De buitengevels worden met waterverf geverfd en vervolgens met olieverf. De schilders, oliedom, keren echter de volgorde om en begrijpen niet dat wij ons daar druk om maken.

Ze zullen ons wel kunnen schieten. Denken we. Het tegendeel is waar. We krijgen complimenten dat we alles zien en in de gaten houden.

Inmiddels zijn we al enige dagen aan het verven.
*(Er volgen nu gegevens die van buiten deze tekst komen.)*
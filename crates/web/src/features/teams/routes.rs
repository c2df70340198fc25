use axum::{Router, routing::get};
use storage::Database;

use super::handlers::{
    create_team, delete_team, get_team, list_team_matches, list_team_participants, list_teams,
    update_team,
};

pub fn routes() -> Router<Database> {
    Router::new()
        .route("/", get(list_teams).post(create_team))
        .route("/:id", get(get_team).put(update_team).delete(delete_team))
        .route("/:id/participants", get(list_team_participants))
        .route("/:id/matches", get(list_team_matches))
}
pub mod common;
pub mod event;
pub mod matches;
pub mod participant;
pub mod scoring;
pub mod team;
We verven dieren op de buitengevels. Fred Migadde wil graag delen van het menselijk lichaam op de gevel. Wat wij doen “is not common”. En dat willen we graag: “Not common”.

De stenen tafels en “zitmuurtjes” bij de keuken zijn ook “not common”.

Vandaag krijgen we een bijna juichende Fred Migadde te spreken, ongebruikelijk voor zijn doen. Er blijkt inmiddels veel interesse te zijn voor de veranderingen. Er is al iemand die de ruimte bij de keuken wil huren voor een bruiloft. De buurman wil er met Kerstmis een familiefeestje vieren.

En de beesten op de buitengevel oogsten veel waardering. “Not common”, maar wel prachtig.